People this is a PRO camera! Don't confuse this with your average amateur device, this IS designed for those photographers who are making a living with their photography. And I'm not talking about weekend wedding photographers. Complaining about it being too expensive is like looking at something like this:








and complaining that "it's too expensive compared to my pickup truck"

As for the size of the D4, my guess is that it is not much bigger than my D7000 is with the optional battery pack/portrait grip. You've got to look at things in perspective. 
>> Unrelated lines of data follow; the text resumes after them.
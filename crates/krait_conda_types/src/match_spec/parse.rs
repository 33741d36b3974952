//! Parsing of match spec strings.

use std::str::FromStr;

use nom::{
    branch::alt,
    bytes::complete::{take_till, take_till1, take_while1},
    character::complete::{char, multispace0},
    multi::separated_list1,
    sequence::{delimited, separated_pair},
    Finish, IResult,
};
use thiserror::Error;

use krait_digest::parse_digest_from_hex;

use crate::{
    build_spec::ParseBuildNumberSpecError, string_matcher::StringMatcherParseError,
    version_spec::ParseVersionSpecError, InvalidPackageNameError, MatchSpec, PackageName,
    Platform, StringMatcher, VersionSpec,
};

/// An error that occurred while parsing a match spec string.
#[allow(missing_docs)]
#[derive(Debug, Clone, Eq, PartialEq, Error)]
pub enum ParseMatchSpecError {
    #[error("empty match spec")]
    Empty,

    #[error("invalid bracket section")]
    InvalidBracket,

    #[error("invalid bracket key: {0}")]
    InvalidBracketKey(String),

    #[error("missing package name")]
    MissingPackageName,

    #[error(transparent)]
    InvalidPackageName(#[from] InvalidPackageNameError),

    #[error(transparent)]
    InvalidVersionSpec(#[from] ParseVersionSpecError),

    #[error(transparent)]
    InvalidBuildString(#[from] StringMatcherParseError),

    #[error(transparent)]
    InvalidBuildNumber(#[from] ParseBuildNumberSpecError),

    #[error("unable to parse hash digest from hex")]
    InvalidHashDigest,

    #[error("invalid package url '{0}'")]
    InvalidUrl(String),

    #[error("unexpected trailing input '{0}'")]
    UnexpectedTrailingInput(String),
}

impl FromStr for MatchSpec {
    type Err = ParseMatchSpecError;

    fn from_str(input: &str) -> Result<Self, Self::Err> {
        let input = input.trim();
        if input.is_empty() {
            return Err(ParseMatchSpecError::Empty);
        }

        // Strip off the bracket section at the end.
        let (input, brackets) = strip_brackets(input)?;

        // Strip off the channel and optional subdir.
        let mut spec = MatchSpec::default();
        let input = match input.split_once("::") {
            Some((channel, rest)) => {
                let (channel, subdir) = split_channel_and_subdir(channel);
                if channel != "*" && !channel.is_empty() {
                    spec.channel = Some(channel.to_owned());
                }
                spec.subdir = subdir.map(str::to_owned);
                rest.trim()
            }
            None => input,
        };

        // The name is everything up to the first whitespace or operator.
        let name_end = input
            .find(|c: char| c.is_whitespace() || matches!(c, '=' | '<' | '>' | '!' | '~'))
            .unwrap_or(input.len());
        let (name, rest) = input.split_at(name_end);
        match name.trim() {
            "" => {
                if !input.starts_with('*') {
                    return Err(ParseMatchSpecError::MissingPackageName);
                }
            }
            "*" => {}
            name => spec.name = Some(PackageName::try_from(name)?),
        }
        // A star name is consumed here, operators would have split before it.
        let rest = rest.trim_start_matches('*').trim();

        // What remains is the version and optionally the build.
        if !rest.is_empty() {
            let (version_str, build_str) = split_version_and_build(rest)?;
            spec.version = Some(VersionSpec::from_str(version_str)?);
            if let Some(build_str) = build_str {
                spec.build = Some(StringMatcher::from_str(build_str)?);
            }
        }

        // Bracket values override anything parsed so far.
        for (key, value) in brackets {
            match key {
                "version" => spec.version = Some(VersionSpec::from_str(value)?),
                "build" => spec.build = Some(StringMatcher::from_str(value)?),
                "build_number" => spec.build_number = Some(value.parse()?),
                "fn" => spec.file_name = Some(value.to_owned()),
                "url" => {
                    spec.url = Some(
                        url::Url::parse(value)
                            .map_err(|_| ParseMatchSpecError::InvalidUrl(value.to_owned()))?,
                    );
                }
                "channel" => {
                    let (channel, subdir) = split_channel_and_subdir(value);
                    spec.channel = Some(channel.to_owned());
                    if subdir.is_some() {
                        spec.subdir = subdir.map(str::to_owned);
                    }
                }
                "subdir" => spec.subdir = Some(value.to_owned()),
                "md5" => {
                    spec.md5 = Some(
                        parse_digest_from_hex::<krait_digest::Md5>(value)
                            .ok_or(ParseMatchSpecError::InvalidHashDigest)?,
                    );
                }
                "sha256" => {
                    spec.sha256 = Some(
                        parse_digest_from_hex::<krait_digest::Sha256>(value)
                            .ok_or(ParseMatchSpecError::InvalidHashDigest)?,
                    );
                }
                key => return Err(ParseMatchSpecError::InvalidBracketKey(key.to_owned())),
            }
        }

        Ok(spec)
    }
}

/// Splits `channel/subdir` into its parts. The subdir is only split off when
/// the trailing segment is a known platform, so channel names containing
/// slashes (labels, urls) stay intact.
fn split_channel_and_subdir(channel: &str) -> (&str, Option<&str>) {
    if let Some((rest, last)) = channel.rsplit_once('/') {
        if Platform::from_str(last).is_ok() {
            return (rest, Some(last));
        }
    }
    (channel, None)
}

/// Splits the version-and-build tail of a spec. Accepts both the spaced form
/// (`>=1.0 py27_0`) and the compact form (`=1.0=py27_0`).
fn split_version_and_build(
    input: &str,
) -> Result<(&str, Option<&str>), ParseMatchSpecError> {
    let mut parts = input.split_whitespace();
    let version_part = parts.next().ok_or(ParseMatchSpecError::Empty)?;
    let build_part = parts.next();
    if parts.next().is_some() {
        return Err(ParseMatchSpecError::UnexpectedTrailingInput(
            input.to_owned(),
        ));
    }
    if build_part.is_some() {
        return Ok((version_part, build_part));
    }

    // Detect the compact `={version}={build}` form: an equals sign in the
    // middle that is not part of a comparison operator.
    let stripped = version_part
        .strip_prefix("==")
        .or_else(|| version_part.strip_prefix('='));
    if let Some(stripped) = stripped {
        if let Some((version, build)) = stripped.split_once('=') {
            if !version.is_empty() && !build.is_empty() && !build.starts_with('=') {
                // Reconstruct the version including its original operator.
                let operator_len = version_part.len() - stripped.len();
                let version_with_op = &version_part[..operator_len + version.len()];
                return Ok((version_with_op, Some(build)));
            }
        }
    }

    Ok((version_part, None))
}

/// Strips a trailing `[key=value, …]` section off the spec.
fn strip_brackets(input: &str) -> Result<(&str, Vec<(&str, &str)>), ParseMatchSpecError> {
    if let Some(without_close) = input.strip_suffix(']') {
        let Some((before, bracket)) = without_close.rsplit_once('[') else {
            return Err(ParseMatchSpecError::InvalidBracket);
        };
        if before.contains('[') {
            return Err(ParseMatchSpecError::InvalidBracket);
        }
        Ok((before.trim_end(), parse_bracket_list(bracket)?))
    } else if input.contains('[') || input.contains(']') {
        Err(ParseMatchSpecError::InvalidBracket)
    } else {
        Ok((input, Vec::new()))
    }
}

/// Parses the contents of a bracket section into key value pairs. Values may
/// be single or double quoted; quoting is required when the value contains a
/// comma or bracket.
fn parse_bracket_list(input: &str) -> Result<Vec<(&str, &str)>, ParseMatchSpecError> {
    fn parse_key_value(input: &str) -> IResult<&str, (&str, &str)> {
        separated_pair(
            delimited(
                multispace0,
                take_while1(|c: char| c.is_ascii_alphanumeric() || c == '_'),
                multispace0,
            ),
            char('='),
            delimited(
                multispace0,
                alt((
                    delimited(char('"'), take_till(|c| c == '"'), char('"')),
                    delimited(char('\''), take_till(|c| c == '\''), char('\'')),
                    take_till1(|c| c == ','),
                )),
                multispace0,
            ),
        )(input)
    }

    match separated_list1(char(','), parse_key_value)(input).finish() {
        Ok(("", list)) => Ok(list),
        _ => Err(ParseMatchSpecError::InvalidBracket),
    }
}

#[cfg(test)]
mod test {
    use assert_matches::assert_matches;

    use super::{split_version_and_build, ParseMatchSpecError};
    use crate::MatchSpec;

    #[test]
    fn split_version_and_build_forms() {
        assert_eq!(split_version_and_build(">=1.0").unwrap(), (">=1.0", None));
        assert_eq!(
            split_version_and_build("1.0.* py27_0").unwrap(),
            ("1.0.*", Some("py27_0"))
        );
        assert_eq!(
            split_version_and_build("=1.0=py27_0").unwrap(),
            ("=1.0", Some("py27_0"))
        );
        assert_eq!(
            split_version_and_build("==1.0=py27_0").unwrap(),
            ("==1.0", Some("py27_0"))
        );
        assert_eq!(
            split_version_and_build(">=1.8,<2").unwrap(),
            (">=1.8,<2", None)
        );
    }

    #[test]
    fn bracket_quoting() {
        let spec: MatchSpec = r#"foo[version=">=1.0,<2", build='py2*']"#.parse().unwrap();
        assert_eq!(spec.version.unwrap().to_string(), ">=1.0,<2");
        assert_eq!(spec.build.unwrap().to_string(), "py2*");
    }

    #[test]
    fn star_spec() {
        let spec: MatchSpec = "*".parse().unwrap();
        assert!(spec.name.is_none());
        assert!(spec.version.is_none());
    }

    #[test]
    fn errors() {
        assert_matches!(
            "".parse::<MatchSpec>(),
            Err(ParseMatchSpecError::Empty)
        );
        assert_matches!(
            "foo[bar=1]".parse::<MatchSpec>(),
            Err(ParseMatchSpecError::InvalidBracketKey(_))
        );
        assert_matches!(
            "foo[version=1".parse::<MatchSpec>(),
            Err(ParseMatchSpecError::InvalidBracket)
        );
        assert_matches!(
            ">=1.0".parse::<MatchSpec>(),
            Err(ParseMatchSpecError::MissingPackageName)
        );
        assert_matches!(
            "foo 1.0 py_0 extra".parse::<MatchSpec>(),
            Err(ParseMatchSpecError::UnexpectedTrailingInput(_))
        );
    }

    #[test]
    fn channel_forms() {
        let spec: MatchSpec = "conda-forge::foo".parse().unwrap();
        assert_eq!(spec.channel.as_deref(), Some("conda-forge"));
        assert!(spec.subdir.is_none());

        let spec: MatchSpec = "*/linux-64::foo >=1.0".parse().unwrap();
        assert!(spec.channel.is_none());
        assert_eq!(spec.subdir.as_deref(), Some("linux-64"));
    }
}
This is a "when I win big in the lottery" type purchase unless you're working as a photojournalist.


----------



## Joker Eh (Jan 22, 2008)

bingo


----------



## screature (May 14, 2007)

Oakbridge said:


> People this is a PRO camera! Don't confuse this with your average amateur device, this *IS designed for those photographers who are making a living with their photography*. And I'm not talking about weekend wedding photographers. Complaining about it being too expensive is like looking at something like this:
> 
> 
> 
> ...





Joker Eh said:


> bingo


I think this has already been said...


----------



## Lawrence (Mar 11, 2003)

Abby said:


> Yeah, nice camera, think can take really excelent HD videos, but this monment, it's too pricey to me.
> And still Im a little confused about how to choose the camera though have read the "Choosing between SD and HD Camcorder" in iFunia.


If you are doing a search for the camera that best suits your needs,
Then check out KenRockwell.com: Photography, Cameras and Taking Better Pictures

I perused this site for my latest camera,
I just bought a brand new never used Nikon D80 for making still shots only.

I have a Canon, Minolta and a Konica camera for movies.


----------